L'importanza della prevenzione
La letteratura scientifica concorda sul fatto che la prevenzione rappresenti il principale strumento per ridurre il rischio di complicanze permanenti. Una conoscenza approfondita dell'anatomia vascolare e nervosa del volto, associata a una formazione specifica e continua, costituisce il presupposto fondamentale per un'attività clinica sicura.
Altrettanto importante è la selezione accurata del paziente, la scelta di prodotti approvati e adeguatamente studiati, nonché l'utilizzo di tecniche di iniezione rispettose dei principi di sicurezza. Nei trattamenti con acido ialuronico, la disponibilità immediata della ialuronidasi rappresenta inoltre un elemento imprescindibile per affrontare tempestivamente eventuali eventi ischemici.La capacità di riconoscere precocemente i segni di compromissione vascolare o neurologica può fare la differenza tra una complicanza reversibile e un danno permanente.
Conclusioni
Le complicanze permanenti dei filler dermici sono eventi rari ma potenzialmente devastanti. Cecità, necrosi tissutale, ictus ischemico, granulomi cronici e danni neurologici rappresentano le manifestazioni più gravi documentate dalla letteratura scientifica contemporanea. Sebbene la loro incidenza sia estremamente contenuta, le conseguenze possono essere irreversibili e avere importanti ripercussioni cliniche, estetiche e psicologiche.

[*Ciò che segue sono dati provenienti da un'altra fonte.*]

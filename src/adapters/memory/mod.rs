//! In-memory adapters for tests and dry runs.

mod clock;
mod filesystem;

pub use clock::FixedClock;
pub use filesystem::MemoryFileSystem;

Per l'odontoiatra che opera nell'ambito dell'estetica del volto, la sicurezza del paziente dipende dalla combinazione di competenze anatomiche, esperienza clinica, aggiornamento professionale continuo e capacità di intervenire tempestivamente in caso di emergenza. L'attuale evidenza scientifica conferma infatti che la prevenzione e il riconoscimento precoce delle complicanze restano gli strumenti più efficaci per evitare danni permanenti e garantire trattamenti predicibili e sicuri.